10      Este tribunal condenou igualmente DK, no processo cível, no pagamento solidário do montante de 25 000 euros a título de reparação dos danos não patrimoniais causados à União resultante da ofensa que o interessado tinha causado à imagem desta.

11      Por Acórdão de 30 de junho de 2015, a cour d’appel de Bruxelles (Tribunal de Recurso de Bruxelas, Bélgica) confirmou a sentença do referido tribunal, aumentando, no entanto, a pena de prisão aplicada a DK para três anos, suspensa por cinco anos, e fixando em 38 814 euros o montante pelo qual DK era condenado a título de reparação dos danos não patrimoniais que tinha causado à União.

12      Em 10 de fevereiro de 2016, a Cour de cassation (Tribunal de Cassação, Bélgica) negou provimento ao recurso interposto por DK do acórdão desse tribunal de recurso.

 Processo disciplinar estatutário

13      Por Decisão de 2 de maio de 2007, a entidade competente para proceder a nomeações (a seguir «AIPN») da Comissão instaurou um processo disciplinar contra DK.

14      Tendo este processo disciplinar sido suspenso até à conclusão definitiva do processo penal nacional instaurado contra o interessado pelos mesmos factos, o SEAE retomou, por Decisão de 12 de julho de 2016, o processo disciplinar instaurado contra DK.

15      Em 12 de dezembro de 2016, após ter ouvido DK, o Conselho de Disciplina adotou um parecer fundamentado que foi notificado ao interessado. Nesse parecer, o Conselho de Disciplina salientou, nomeadamente, que «os factos [estavam] provados pelos órgãos jurisdicionais penais nacionais», que «o comportamento do funcionário [constituía] uma violação dos artigos 11.o, 11.o‑A, 12.o e 21.o do Estatuto» e que «a única sanção possível [consistia] em reter um montante da pensão». No âmbito da sua avaliação de diferentes circunstâncias agravantes e atenuantes, o referido Conselho de Disciplina tomou nomeadamente em consideração «o facto de os órgãos jurisdicionais nacionais já [terem] condenado o funcionário no pagamento de indemnizações por danos patrimoniais e não patrimoniais». Com este fundamento, o mesmo Conselho de Disciplina recomendou à AIPN que adotasse uma sanção disciplinar que consiste numa retenção mensal de 400 euros sobre o montante da pensão líquida de DK por um período de três anos.

16      Pela decisão controvertida, a AIPN aplicou a DK, depois de o ter ouvido, «a sanção de retenção de 1 105 euros da pensão mensal até 30 de setembro de 2025, nos termos do artigo 9.o, n.o 2, do anexo IX do Estatuto».

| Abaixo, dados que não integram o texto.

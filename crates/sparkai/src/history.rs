//! Conversation history persisted as JSON lines, one message per line.

use std::fs::{File, OpenOptions};
use std::io::{BufRead, BufReader, Write};
use std::path::{Path, PathBuf};

use tracing::{debug, warn};

use crate::{Message, Result};

pub struct HistoryStore {
    path: PathBuf,
    file: File,
}

impl HistoryStore {
    /// Open `path` for appending, creating it and its parent directories if
    /// needed.
    pub fn open(path: impl AsRef<Path>) -> Result<Self> {
        let path = path.as_ref().to_path_buf();
        if let Some(parent) = path.parent().filter(|p| !p.as_os_str().is_empty()) {
            std::fs::create_dir_all(parent)?;
        }
        let file = OpenOptions::new().create(true).append(true).open(&path)?;
        debug!(path = %path.display(), "Opened history file");
        Ok(Self { path, file })
    }

    pub fn path(&self) -> &Path {
        &self.path
    }

    pub fn append(&mut self, message: &Message) -> Result<()> {
        let mut line = serde_json::to_string(message)?;
        line.push('\n');
        self.file.write_all(line.as_bytes())?;
        self.file.flush()?;
        Ok(())
    }

    /// Every stored message, in order.
    ///
    /// Reading stops at the first line that is not a valid message; the
    /// messages before it are returned.
    pub fn read(&self) -> Result<Vec<Message>> {
        let reader = BufReader::new(File::open(&self.path)?);
        let mut messages = Vec::new();
        for (index, line) in reader.lines().enumerate() {
            let line = line?;
            match serde_json::from_str::<Message>(&line) {
                Ok(message) => messages.push(message),
                Err(e) => {
                    warn!(
                        path = %self.path.display(),
                        line = index + 1,
                        error = %e,
                        "Stopped reading history at unparseable line"
                    );
                    break;
                }
            }
        }
        Ok(messages)
    }
}

impl std::fmt::Debug for HistoryStore {
    fn fmt(&self, f: &mut std::fmt::Formatter<'_>) -> std::fmt::Result {
        f.debug_struct("HistoryStore")
            .field("path", &self.path)
            .finish()
    }
}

17      Em 20 de dezembro de 2017, a AIPN indeferiu a reclamação que DK tinha apresentado contra a decisão controvertida.

 Tramitação do processo no Tribunal Geral e acórdão recorrido

18      Por petição apresentada na Secretaria do Tribunal Geral em 28 de março de 2018, DK interpôs um recurso destinado, por um lado, à anulação da decisão controvertida e, por outro, à reparação dos danos pretensamente sofridos devido à violação dos seus direitos de defesa pelo SEAE no âmbito do processo penal contra si instaurado na Bélgica.

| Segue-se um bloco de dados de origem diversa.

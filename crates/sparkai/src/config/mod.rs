//! Client configuration.
//!
//! Values come from, in increasing precedence: built-in defaults,
//! `SPARKAI_*` environment variables, an optional TOML file, and the
//! `with_*` builder methods.

mod env;
mod file;

#[cfg(test)]
mod tests;

use std::fmt;
use std::time::Duration;

use crate::{Result, SparkError};

pub use env::{
    API_KEY_ENV, API_SECRET_ENV, APP_ID_ENV, DOMAIN_ENV, MAX_TOKENS_ENV, TEMPERATURE_ENV,
    TOP_K_ENV, URL_ENV,
};

pub const DEFAULT_SPARK_URL: &str = "wss://spark-api.xf-yun.com/v3.1/multimodal";
pub const DEFAULT_TEMPERATURE: f64 = 0.8;
pub const DEFAULT_TOP_K: u32 = 6;
pub const DEFAULT_MAX_TOKENS: u32 = 2048;
pub const DEFAULT_AUDITING: &str = "default";
pub const DEFAULT_HANDSHAKE_TIMEOUT: Duration = Duration::from_secs(5);

#[derive(Clone)]
pub struct SparkConfig {
    pub url: String,
    pub app_id: String,
    pub api_key: String,
    pub api_secret: String,
    pub domain: String,
    pub temperature: f64,
    pub top_k: u32,
    pub max_tokens: u32,
    pub auditing: String,
    pub handshake_timeout: Duration,
}

impl fmt::Debug for SparkConfig {
    fn fmt(&self, f: &mut fmt::Formatter<'_>) -> fmt::Result {
        f.debug_struct("SparkConfig")
            .field("url", &self.url)
            .field("app_id", &self.app_id)
            .field("api_key", &"[REDACTED]")
            .field("api_secret", &"[REDACTED]")
            .field("domain", &self.domain)
            .field("temperature", &self.temperature)
            .field("top_k", &self.top_k)
            .field("max_tokens", &self.max_tokens)
            .field("auditing", &self.auditing)
            .field("handshake_timeout", &self.handshake_timeout)
            .finish()
    }
}

impl Default for SparkConfig {
    fn default() -> Self {
        Self {
            url: DEFAULT_SPARK_URL.to_string(),
            app_id: String::new(),
            api_key: String::new(),
            api_secret: String::new(),
            domain: String::new(),
            temperature: DEFAULT_TEMPERATURE,
            top_k: DEFAULT_TOP_K,
            max_tokens: DEFAULT_MAX_TOKENS,
            auditing: DEFAULT_AUDITING.to_string(),
            handshake_timeout: DEFAULT_HANDSHAKE_TIMEOUT,
        }
    }
}

impl SparkConfig {
    pub fn new(
        app_id: impl Into<String>,
        api_key: impl Into<String>,
        api_secret: impl Into<String>,
    ) -> Self {
        Self {
            app_id: app_id.into(),
            api_key: api_key.into(),
            api_secret: api_secret.into(),
            ..Self::default()
        }
    }

    pub fn with_url(mut self, url: impl Into<String>) -> Self {
        self.url = url.into();
        self
    }

    pub fn with_domain(mut self, domain: impl Into<String>) -> Self {
        self.domain = domain.into();
        self
    }

    pub fn with_temperature(mut self, temperature: f64) -> Self {
        self.temperature = temperature;
        self
    }

    pub fn with_top_k(mut self, top_k: u32) -> Self {
        self.top_k = top_k;
        self
    }

    pub fn with_max_tokens(mut self, max_tokens: u32) -> Self {
        self.max_tokens = max_tokens;
        self
    }

    pub fn with_auditing(mut self, auditing: impl Into<String>) -> Self {
        self.auditing = auditing.into();
        self
    }

    pub fn with_handshake_timeout(mut self, timeout: Duration) -> Self {
        self.handshake_timeout = timeout;
        self
    }

    /// Check that everything needed to open a session is present.
    ///
    /// Fields are checked in a fixed order (URL, app id, API secret, API
    /// key, domain) and the first missing one is reported.
    pub fn validate(&self) -> Result<()> {
        let required = [
            (&self.url, "endpoint URL", URL_ENV),
            (&self.app_id, "app id", APP_ID_ENV),
            (&self.api_secret, "API secret", API_SECRET_ENV),
            (&self.api_key, "API key", API_KEY_ENV),
            (&self.domain, "domain", DOMAIN_ENV),
        ];
        for (value, what, var) in required {
            if value.trim().is_empty() {
                return Err(SparkError::Config(format!(
                    "missing the Spark {what}, set it in the {var} environment variable"
                )));
            }
        }
        Ok(())
    }
}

19      DK invocou dois fundamentos nos pedidos de anulação, relativos, respetivamente, à determinação da sanção disciplinar a aplicar e à tomada em consideração de circunstâncias atenuantes no âmbito da mesma.

20      No acórdão recorrido, o Tribunal Geral julgou improcedente o recurso interposto por DK na parte em que se destinava à anulação da decisão controvertida, e inadmissível e, em todo o caso, improcedente na parte em que visava obter a reparação dos danos pretensamente sofridos. O Tribunal condenou igualmente DK nas despesas.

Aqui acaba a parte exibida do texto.